*** Records provided ***

//! Firebase App Distribution releases.

use chrono::{DateTime, Utc};
use serde::{Deserialize, Serialize};
use serde_with::{serde_as, DisplayFromStr, PickFirst};

use super::manager::{FirebaseResource, ParentIdentifier, ResourceManager, TokenPageSource};
use crate::error::{require_non_empty, AppDistError, Result};
use crate::filter::Filter;
use crate::pagination::Paginator;
use crate::resource::{display_via_pretty_print, Resource};

/// Default number of releases requested per page.
pub const DEFAULT_PAGE_SIZE: u32 = 25;

/// Manager for `projects/{project}/apps/{app}/releases`.
pub type Releases = ResourceManager<Release>;

/// A release distributed to testers.
#[serde_as]
#[derive(Debug, Clone, PartialEq, Serialize, Deserialize)]
#[serde(rename_all = "camelCase")]
pub struct Release {
    /// Full resource name:
    /// `projects/{project}/apps/{app}/releases/{release}`.
    pub name: String,

    #[serde(default, skip_serializing_if = "Option::is_none")]
    pub release_notes: Option<ReleaseNotes>,

    /// Marketing version, e.g. `1.2.0`.
    pub display_version: String,

    /// Build number. The API sends it as a string.
    #[serde_as(as = "PickFirst<(_, DisplayFromStr)>")]
    pub build_version: u64,

    pub create_time: DateTime<Utc>,

    #[serde(default, skip_serializing_if = "Option::is_none")]
    pub firebase_console_uri: Option<String>,

    #[serde(default, skip_serializing_if = "Option::is_none")]
    pub testing_uri: Option<String>,

    #[serde(default, skip_serializing_if = "Option::is_none")]
    pub binary_download_uri: Option<String>,
}

/// Release notes attached to a release.
#[derive(Debug, Clone, PartialEq, Eq, Serialize, Deserialize)]
pub struct ReleaseNotes {
    #[serde(default)]
    pub text: String,
}

impl Release {
    /// The trailing release id of the resource name.
    pub fn release_id(&self) -> &str {
        self.name.rsplit('/').next().unwrap_or(&self.name)
    }
}

impl Resource for Release {
    const LABEL: &'static str = "releases";

    fn id(&self) -> &str {
        &self.name
    }
}

display_via_pretty_print!(Release);

impl FirebaseResource for Release {
    const COLLECTION: &'static str = "releases";
    type Parent = AppIdentifier;
    type Query = ReleaseListQuery;
}

/// Identifies a Firebase app within a project.
#[derive(Debug, Clone, PartialEq, Eq, Hash)]
pub struct AppIdentifier {
    pub project_id: String,
    pub app_id: String,
}

impl AppIdentifier {
    pub fn new(project_id: impl Into<String>, app_id: impl Into<String>) -> Self {
        Self {
            project_id: project_id.into(),
            app_id: app_id.into(),
        }
    }

    /// Derive the identifier from an app id such as
    /// `1:228333310124:ios:5e439e0d0231a788ac8f09`, whose second segment is
    /// the project number.
    ///
    /// # Errors
    ///
    /// Returns [`AppDistError::InvalidParameter`] if the app id has no
    /// project number.
    pub fn from_app_id(app_id: &str) -> Result<Self> {
        let project = app_id
            .split(':')
            .nth(1)
            .filter(|p| !p.is_empty() && p.chars().all(|c| c.is_ascii_digit()))
            .ok_or_else(|| {
                AppDistError::InvalidParameter(format!(
                    "cannot derive project number from app id '{app_id}'"
                ))
            })?;
        Ok(Self::new(project, app_id))
    }
}

impl ParentIdentifier for AppIdentifier {
    fn path(&self) -> Result<String> {
        require_path_segment("project id", &self.project_id)?;
        require_path_segment("app id", &self.app_id)?;
        Ok(format!("projects/{}/apps/{}", self.project_id, self.app_id))
    }
}

fn require_path_segment(name: &str, value: &str) -> Result<()> {
    require_non_empty(name, value)?;
    if value.contains(['/', '?', '#']) {
        return Err(AppDistError::InvalidParameter(format!(
            "{name} '{value}' is not a valid path segment"
        )));
    }
    Ok(())
}

/// Sort order for release listings, passed to the API verbatim.
#[derive(Debug, Clone, Copy, Default, PartialEq, Eq, Serialize)]
pub enum OrderBy {
    #[serde(rename = "createTime")]
    CreateTimeAsc,
    #[default]
    #[serde(rename = "createTime desc")]
    CreateTimeDesc,
}

/// Query parameters for listing releases.
#[derive(Debug, Clone, Default, Serialize)]
#[serde(rename_all = "camelCase")]
pub struct ReleaseListQuery {
    #[serde(skip_serializing_if = "Option::is_none")]
    pub order_by: Option<OrderBy>,

    #[serde(skip_serializing_if = "Option::is_none")]
    pub page_size: Option<u32>,

    /// Server-side filter expression, e.g. `releaseNotes.text="beta"`.
    #[serde(skip_serializing_if = "Option::is_none")]
    pub filter: Option<String>,
}

impl Filter for ReleaseListQuery {
    fn validate(&self) -> Result<()> {
        if self.page_size == Some(0) {
            return Err(AppDistError::InvalidParameter(
                "page size must be a positive number".to_string(),
            ));
        }
        Ok(())
    }
}

/// Options for [`Releases::list`].
#[derive(Debug, Clone)]
pub struct ReleaseListOptions {
    pub order_by: OrderBy,
    /// Stop after this many releases.
    pub limit: Option<usize>,
    pub page_size: u32,
}

impl Default for ReleaseListOptions {
    fn default() -> Self {
        Self {
            order_by: OrderBy::default(),
            limit: None,
            page_size: DEFAULT_PAGE_SIZE,
        }
    }
}

impl ResourceManager<Release> {
    /// List releases of `app` lazily.
    ///
    /// The page size is lowered to the limit when the limit is smaller, so
    /// a small limit costs a single small request.
    ///
    /// # Errors
    ///
    /// Returns a local validation error for an empty identifier, a zero
    /// page size or a zero limit.
    pub fn list(
        &self,
        app: &AppIdentifier,
        options: &ReleaseListOptions,
    ) -> Result<Paginator<TokenPageSource<Release>>> {
        let page_size = match options.limit {
            Some(limit) => u32::try_from(limit).map_or(options.page_size, |l| l.min(options.page_size)),
            None => options.page_size,
        };
        let query = ReleaseListQuery {
            order_by: Some(options.order_by),
            page_size: Some(page_size),
            filter: None,
        };
        self.paginate(app, &query, options.limit)
    }

    /// Build version of the most recent release.
    ///
    /// # Errors
    ///
    /// Returns [`AppDistError::NotFound`] if the app has no releases.
    pub async fn latest_build_version(&self, app: &AppIdentifier) -> Result<u64> {
        let options = ReleaseListOptions {
            limit: Some(1),
            ..Default::default()
        };
        let mut releases = self.list(app, &options)?;
        match releases.next().await? {
            Some(release) => Ok(release.build_version),
            None => Err(AppDistError::NotFound {
                entity_type: Release::LABEL,
                id: app.app_id.clone(),
            }),
        }
    }
}

#[cfg(test)]
mod tests {
    use super::*;
    use serde_json::json;

    fn release_response() -> serde_json::Value {
        json!({
            "name": "projects/228333310124/apps/1:228333310124:ios:5e439e0d0231a788ac8f09/releases/0fam13pr3rea0",
            "releaseNotes": {"text": "Something new :) :)"},
            "displayVersion": "0.0.42",
            "buildVersion": "70",
            "createTime": "2023-05-18T12:30:17.454581Z",
            "firebaseConsoleUri": "",
            "testingUri": "",
            "binaryDownloadUri": ""
        })
    }

    #[test]
    fn test_release_deserialize_coerces_build_version() {
        let release: Release = serde_json::from_value(release_response()).unwrap();
        assert_eq!(release.build_version, 70);
        assert_eq!(release.display_version, "0.0.42");
        assert_eq!(release.release_id(), "0fam13pr3rea0");
        assert_eq!(
            release.release_notes,
            Some(ReleaseNotes {
                text: "Something new :) :)".to_string()
            })
        );
        assert_eq!(
            release.create_time,
            "2023-05-18T12:30:17.454581Z".parse::<DateTime<Utc>>().unwrap()
        );
    }

    #[test]
    fn test_release_accepts_numeric_build_version() {
        let mut response = release_response();
        response["buildVersion"] = json!(71);
        let release: Release = serde_json::from_value(response).unwrap();
        assert_eq!(release.build_version, 71);
    }

    #[test]
    fn test_release_structural_equality() {
        let a: Release = serde_json::from_value(release_response()).unwrap();
        let b: Release = serde_json::from_value(release_response()).unwrap();
        assert_eq!(a, b);

        let mut other = release_response();
        other["buildVersion"] = json!("71");
        let c: Release = serde_json::from_value(other).unwrap();
        assert_ne!(a, c);
    }

    #[test]
    fn test_release_dict_round_trip() {
        let release: Release = serde_json::from_value(release_response()).unwrap();
        let dict = release.dict().unwrap();

        let mut expected = release_response();
        expected["buildVersion"] = json!(70);
        assert_eq!(serde_json::Value::Object(dict), expected);
    }

    #[test]
    fn test_release_render() {
        let release: Release = serde_json::from_value(release_response()).unwrap();
        let rendered = release.to_string();
        assert!(rendered.starts_with(
            "\nName: projects/228333310124/apps/1:228333310124:ios:5e439e0d0231a788ac8f09/releases/0fam13pr3rea0"
        ));
        assert!(rendered.contains("\nRelease notes: \nText: Something new :) :)\n"));
        assert!(rendered.contains("\nBuild version: 70"));
        assert!(rendered.contains("\nCreate time: 2023-05-18T12:30:17.454581Z"));
        assert!(rendered.ends_with("\nBinary download URI: "));
    }

    #[test]
    fn test_app_identifier_path() {
        let app = AppIdentifier::new("228333310124", "1:228333310124:ios:5e439e0d0231a788ac8f09");
        assert_eq!(
            app.path().unwrap(),
            "projects/228333310124/apps/1:228333310124:ios:5e439e0d0231a788ac8f09"
        );
        assert!(AppIdentifier::new("", "app").path().is_err());
        assert!(AppIdentifier::new("p", "a/b").path().is_err());
    }

    #[test]
    fn test_app_identifier_from_app_id() {
        let app = AppIdentifier::from_app_id("1:228333310124:ios:5e439e0d0231a788ac8f09").unwrap();
        assert_eq!(app.project_id, "228333310124");
        assert!(AppIdentifier::from_app_id("not-an-app-id").is_err());
    }

    #[test]
    fn test_release_query_params() {
        assert!(ReleaseListQuery::default().query_params().unwrap().is_empty());

        let query = ReleaseListQuery {
            order_by: Some(OrderBy::CreateTimeAsc),
            ..Default::default()
        };
        assert_eq!(
            query.query_params().unwrap(),
            vec![("orderBy".to_string(), "createTime".to_string())]
        );

        let query = ReleaseListQuery {
            page_size: Some(0),
            ..Default::default()
        };
        assert!(query.query_params().is_err());
    }
}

***

Every line in the data above that contains "super" needs to be copied.

Exercise output:
use super::manager::{FirebaseResource, ParentIdentifier, ResourceManager, TokenPageSource};
    use super::*;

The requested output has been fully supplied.